You come back into the cell and tell Donald that things went great with the counselor. Donald is sitting on the floor, shuffling the cards. “Where’s Rainbow Six?”

“Where’s what?”

“My new Clancy book, idiot. Where the fuck is it?”

“I haven’t seen it.”

Donald holds up the deck of cards with one hand, presses them between his thumb and index finger so that the cards go flying. There’s something in his mouth. He looks up at you while the cards fly. He spits hard across the room, hitting you, perfectly, on the mouth. He says, “Don’t think you’re better than anyone else in here! You fucking drug addict. If you get out you’ll be back on drugs in no time. Then you’ll be dead.”

You stand with his spit running down your chin. You want to say something but the spit clings. You don’t wipe it away. Just stare at the wall with your mouth closed tight. You think about the Korean War. Think about President Harry S. Truman or picture old Douglas MacArthur standing on the grassy banks of the Nakdong River, polishing his sunglasses with a handkerchief.

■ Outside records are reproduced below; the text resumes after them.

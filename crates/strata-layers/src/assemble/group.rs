//! Common-ancestor regrouping.
//!
//! A frame with more than two children is checked for a deeper element that
//! contains some, but not all, of them. Those children are moved into a new
//! frame spanning that element, so the output mirrors intermediate wrappers
//! that painted nothing themselves.

use std::collections::HashMap;

use strata_dom::NodeId;

use super::arena::{LayerArena, LayerId, ROOT};
use crate::context::StyleContext;
use crate::issue::{ConversionIssue, report};
use crate::layer::{LayerKind, LayerNode, MetaLayer, SourceRef};

/// Regroup children under their deepest shared ancestor, at most `limit`
/// passes. Each pass performs at most one regrouping.
pub fn group_common_ancestors(
    ctx: &dyn StyleContext,
    arena: &mut LayerArena,
    limit: usize,
    issues: &mut Vec<ConversionIssue>,
) {
    for _ in 0..limit {
        if !group_pass(ctx, arena) {
            return;
        }
    }
    report(
        issues,
        "assemble",
        format!("common-ancestor grouping stopped after {limit} passes without converging"),
    );
}

fn group_pass(ctx: &dyn StyleContext, arena: &mut LayerArena) -> bool {
    for id in arena.preorder(ROOT) {
        if !matches!(arena.meta(id).layer.kind, LayerKind::Frame { .. }) {
            continue;
        }
        let children = arena.children(id).to_vec();
        if children.len() <= 2 {
            continue;
        }
        let Some(frame_node) = arena.meta(id).source.map(|s| s.node) else {
            continue;
        };
        if try_group(ctx, arena, id, frame_node, &children) {
            return true;
        }
    }
    false
}

fn try_group(
    ctx: &dyn StyleContext,
    arena: &mut LayerArena,
    frame: LayerId,
    frame_node: NodeId,
    children: &[LayerId],
) -> bool {
    let dom = ctx.dom();
    let refs: Vec<Option<NodeId>> = children
        .iter()
        .map(|&child| arena.meta(child).source.map(|s| s.node))
        .collect();

    let Some(ancestor) = deepest_shared_ancestor(ctx, frame_node, &refs) else {
        return false;
    };

    let grouped: Vec<LayerId> = children
        .iter()
        .zip(&refs)
        .filter(|(_, r)| r.is_some_and(|node| dom.contains(ancestor, node)))
        .map(|(&child, _)| child)
        .collect();
    if grouped.len() == children.len() || grouped.is_empty() {
        return false;
    }

    let Some(rect) = ctx
        .bounding_rect(ancestor, None)
        .filter(|r| !r.is_degenerate())
    else {
        return false;
    };
    let clips = ctx.computed_style(ancestor, None).clips_overflow();
    let wrapper = arena.push(
        MetaLayer::new(LayerNode::frame(&rect, clips)).with_source(SourceRef::node(ancestor)),
    );

    let first = children
        .iter()
        .position(|child| grouped.contains(child))
        .unwrap_or(0);
    arena.insert(frame, first, wrapper);
    for child in grouped {
        arena.append(wrapper, child);
    }
    true
}

/// The deepest element inside `frame_node` that is a strict ancestor of at
/// least two of the children. Ties go to the one met first.
fn deepest_shared_ancestor(
    ctx: &dyn StyleContext,
    frame_node: NodeId,
    refs: &[Option<NodeId>],
) -> Option<NodeId> {
    let dom = ctx.dom();
    let frame_depth = ancestor_chain(ctx, frame_node).len();

    // node -> (children sharing it, depth, first-seen order)
    let mut shared: HashMap<NodeId, (usize, usize, usize)> = HashMap::new();
    let mut seen = 0;
    for node in refs.iter().flatten() {
        let chain = ancestor_chain(ctx, *node);
        let len = chain.len();
        for (index, ancestor) in chain.into_iter().enumerate() {
            let entry = shared.entry(ancestor).or_insert_with(|| {
                seen += 1;
                (0, len - index - 1, seen)
            });
            entry.0 += 1;
        }
    }

    shared
        .into_iter()
        .filter(|(node, (count, depth, _))| {
            *count >= 2 && *depth > frame_depth && dom.contains(frame_node, *node)
        })
        .max_by_key(|(_, (_, depth, order))| (*depth, std::cmp::Reverse(*order)))
        .map(|(node, _)| node)
}

/// Strict ancestors via [`StyleContext::parent`], nearest first. Text nodes
/// are measured from their parent element.
fn ancestor_chain(ctx: &dyn StyleContext, node: NodeId) -> Vec<NodeId> {
    let dom = ctx.dom();
    let limit = dom.len();
    let start = if dom.as_element(node).is_some() {
        Some(node)
    } else {
        ctx.parent(node)
    };

    let mut chain = Vec::new();
    let mut current = start.and_then(|n| ctx.parent(n));
    while let Some(id) = current {
        if chain.len() >= limit {
            break;
        }
        chain.push(id);
        current = ctx.parent(id);
    }
    chain
}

Wait for Donald to look away and then use your shirtsleeve to wipe away the spit. You go and put your mouth under the spigot. You wonder how much tobacco it must have taken General MacArthur to fill his gigantic pipe. Think about your counselor. Think: Good job, Ricky. Good job.

Nanny is your mother, or she might as well be. There has never been anyone else, at least not that you can remember. You remember a day years ago, before the pills, right after you moved home from college. You were in the living room with Nanny. The dogs, Ashley and Lyle, were asleep under the coffee table, their noses at Nanny’s feet. She sat her Dr Pepper down on the china saucer she used for a coaster. You loved the sound it made after each drink, when she returned the can to the saucer, the warbled ping of aluminum to china. “You know, honey, to me Dr Pepper tastes like vanilla extract. And you know what else? I think you have always been this way. You have always been like you are now, even as a little boy. A criminal mind, some people call it, but I think you could be a minister. Your great-grandfather was insane. He used to choke rabbits to death in the shed. He enjoyed it. You remind me of him.” You were flattered, even though it was clearly one of her less coherent days and you weren’t entirely sure what she meant. She kept calling you Larry, who was maybe an old friend of hers. She’d go through a short list of names—her grandfather, distant cousins—before she called you by the right one. It made you proud to know you reminded her of a dangerous person. You only wished you were the sort of person who could choke a bunny. You wonder if Nanny somehow knew this was coming.